How to evolve graph over time.

Modeling

This notes my own remarks, not according to the book.

Modeling is a common activity in science: The world is messy and we can’t possibly predict every behavior of it. Modeling is a simplification process where we selectively expose certain useful aspects of the world to easily study it.

With a good model, we can predict surprisingly quite precisely the behavior of the world.

Note that a model is just an approximation of the world. So, a model can break down if it tries to extrapolate too far from its original assumptions. That doesn’t make a model useless, however. The sole role of the model is to enable accurate-enough reasoning about the world within some known set of constraints.

Graph Modeling as a Data Modeling Technique

Graph models are a tool for modeling the world. It allows useful queries about the world.

Compared to relational data modeling techniques, the graph data models’ distinguishing point is the close affinity between the logical and physical models.

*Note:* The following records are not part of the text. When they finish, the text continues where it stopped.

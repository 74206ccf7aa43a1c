use crate::models::RunMeta;
use chrono::Utc;
use runlog_parser::{Grammar, PropertyMap};
use std::fs;
use std::io::{self, Write};
use std::path::{Path, PathBuf};
use uuid::Uuid;

const PROPERTIES_FILE: &str = "properties.json";
const META_FILE: &str = "run.json";

/// One directory per run under `base_path`, holding `properties.json` and
/// `run.json`.
pub struct RunStorage {
    base_path: PathBuf,
}

impl RunStorage {
    pub fn new(base_path: impl AsRef<Path>) -> io::Result<Self> {
        let base_path = base_path.as_ref().to_path_buf();
        fs::create_dir_all(&base_path)?;
        Ok(Self { base_path })
    }

    pub fn create_run(&self) -> io::Result<String> {
        let run_id = Uuid::new_v4().to_string();
        fs::create_dir_all(self.run_path(&run_id)?)?;
        Ok(run_id)
    }

    /// Run ids come from URLs, so anything that is not a uuid is treated as
    /// an unknown run.
    pub fn run_path(&self, run_id: &str) -> io::Result<PathBuf> {
        Uuid::parse_str(run_id).map_err(|_| {
            io::Error::new(io::ErrorKind::NotFound, format!("no such run: {}", run_id))
        })?;
        Ok(self.base_path.join(run_id))
    }

    pub fn run_exists(&self, run_id: &str) -> bool {
        self.run_path(run_id).map(|p| p.is_dir()).unwrap_or(false)
    }

    /// Returns whether the run existed.
    pub fn delete_run(&self, run_id: &str) -> io::Result<bool> {
        let run_path = self.run_path(run_id)?;
        if run_path.exists() {
            fs::remove_dir_all(run_path)?;
            Ok(true)
        } else {
            Ok(false)
        }
    }

    pub fn write_properties(&self, run_id: &str, props: &PropertyMap) -> Result<(), Box<dyn std::error::Error>> {
        let path = self.run_path(run_id)?.join(PROPERTIES_FILE);
        let json = serde_json::to_string_pretty(props)?;
        let mut file = fs::File::create(path)?;
        file.write_all(json.as_bytes())?;
        Ok(())
    }

    /// Read back as plain JSON: an infinite skew was written as `null`,
    /// which has no `PropertyValue` form.
    pub fn read_properties(&self, run_id: &str) -> Result<serde_json::Value, Box<dyn std::error::Error>> {
        let path = self.run_path(run_id)?.join(PROPERTIES_FILE);
        let json = fs::read_to_string(path)?;
        Ok(serde_json::from_str(&json)?)
    }

    pub fn write_meta(&self, run_id: &str, meta: &RunMeta) -> Result<(), Box<dyn std::error::Error>> {
        let path = self.run_path(run_id)?.join(META_FILE);
        let json = serde_json::to_string_pretty(meta)?;
        let mut file = fs::File::create(path)?;
        file.write_all(json.as_bytes())?;
        Ok(())
    }

    pub fn read_meta(&self, run_id: &str) -> Result<RunMeta, Box<dyn std::error::Error>> {
        let path = self.run_path(run_id)?.join(META_FILE);
        let json = fs::read_to_string(path)?;
        Ok(serde_json::from_str(&json)?)
    }
}

/// Write a parsed run and its metadata to storage
pub fn store_run(
    storage: &RunStorage,
    run_id: &str,
    profile: &str,
    grammar: Option<Grammar>,
    log_bytes: usize,
    props: &PropertyMap,
) -> Result<RunMeta, Box<dyn std::error::Error>> {
    storage.write_properties(run_id, props)?;

    let meta = RunMeta {
        run_id: run_id.to_string(),
        profile: profile.to_string(),
        grammar,
        log_bytes,
        property_count: props.len(),
        parsed_at: Utc::now(),
    };
    storage.write_meta(run_id, &meta)?;

    Ok(meta)
}

#[cfg(test)]
mod tests {
    use super::*;

    fn temp_storage() -> (RunStorage, PathBuf) {
        let dir = std::env::temp_dir().join(format!("runlog_storage_{}", Uuid::new_v4()));
        (RunStorage::new(&dir).unwrap(), dir)
    }

    #[test]
    fn test_store_and_read_run() {
        let (storage, dir) = temp_storage();
        let run_id = storage.create_run().unwrap();

        let mut props = PropertyMap::new();
        props.insert("cost", 13i64);
        props.insert("memory", 21.311488);
        props.insert("ff_rule_skew", f64::INFINITY);

        let meta = store_run(&storage, &run_id, "search", None, 512, &props).unwrap();
        assert_eq!(meta.property_count, 3);

        let stored = storage.read_properties(&run_id).unwrap();
        assert_eq!(stored["cost"], 13);
        assert!((stored["memory"].as_f64().unwrap() - 21.311488).abs() < 1e-9);
        assert!(stored["ff_rule_skew"].is_null());

        assert_eq!(storage.read_meta(&run_id).unwrap(), meta);

        fs::remove_dir_all(dir).unwrap();
    }

    #[test]
    fn test_delete_run() {
        let (storage, dir) = temp_storage();
        let run_id = storage.create_run().unwrap();
        assert!(storage.run_exists(&run_id));

        assert!(storage.delete_run(&run_id).unwrap());
        assert!(!storage.run_exists(&run_id));
        assert!(!storage.delete_run(&run_id).unwrap());

        fs::remove_dir_all(dir).unwrap();
    }

    #[test]
    fn test_rejects_non_uuid_ids() {
        let (storage, dir) = temp_storage();
        let err = storage.run_path("../etc").unwrap_err();
        assert_eq!(err.kind(), io::ErrorKind::NotFound);
        assert!(storage.read_meta("../etc").is_err());
        assert!(!storage.run_exists("../etc"));

        fs::remove_dir_all(dir).unwrap();
    }

    #[test]
    fn test_missing_run_is_an_error() {
        let (storage, dir) = temp_storage();
        let run_id = Uuid::new_v4().to_string();
        assert!(storage.read_properties(&run_id).is_err());

        fs::remove_dir_all(dir).unwrap();
    }
}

Relational techniques force us to deviate from our natural representation of the domain through multiple transformations, each introducing semantic dissonance:

The Relational Path for Modeling

Here are the typical steps for relational modeling:

Whiteboard sketch:
- Understand entities, how they interrelate, rules governing state transitions.
- Done informally with domain experts.
- The result is already a graph.
E-R diagram:
- A more rigorous form of the whiteboard sketch.
- However, E-R diagrams only allow single, undirected relationships.
- A poor fit for domains where relationships are numerous and semantically diverse.
Normalize into tables:
- Map E-R diagram into tables and relations.
- Even the simplest case introduces accidental complexity.
- Foreign key constraints (for 1:N) and join tables (for M:N) clutter the model with metadata that serves the database, not the user.
Denormalize for performance:
- Normalized models are generally not fast enough for production.
- Duplicate data and abandon domain fidelity to suit the database engine.
- Requires RDBMS expertise and accepts substantial data redundancy.
Migration:
- Introducing structural change is slow, risky, and expensive (weeks/months with downtime).
- Unlike code refactoring (seconds/minutes), database refactoring is a heavyweight operation.
- The denormalized model resists rapid evolution.

The result:

A gulf between the conceptual world and the physical data layout.
Business stakeholders can’t collaborate past the relational threshold.
Changed business requirements lag behind because translating them into entrenched relational structures is difficult.
Failed migrations risk data integrity.

The Graph Path for Modeling

Whiteboard sketch:
- Same as relational. Understand entities and their interrelations with domain experts.
Enrich the graph:
- Instead of transforming into tables, enrich the whiteboard sketch.
- Add properties to nodes and named, directed relationships.
- The model is a purposeful abstraction attuned to the application’s data needs.
Store directly:
- No normalization, no denormalization, no join tables.
- What you sketch is what you store.
- Domain modeling is isomorphic to graph modeling.

Testing the Model

Once the domain model is refined, test it before building the application. Bad design decisions baked in early are harder to fix later. Two techniques:

1. Read the Graph Aloud

Pick a start node, follow relationships, read each node’s role and relationship name. It should form sensible sentences:

“Alice wrote Post X, which has Comment Y, which Bob authored”
“Post X is tagged with Topic Z, which Category W contains”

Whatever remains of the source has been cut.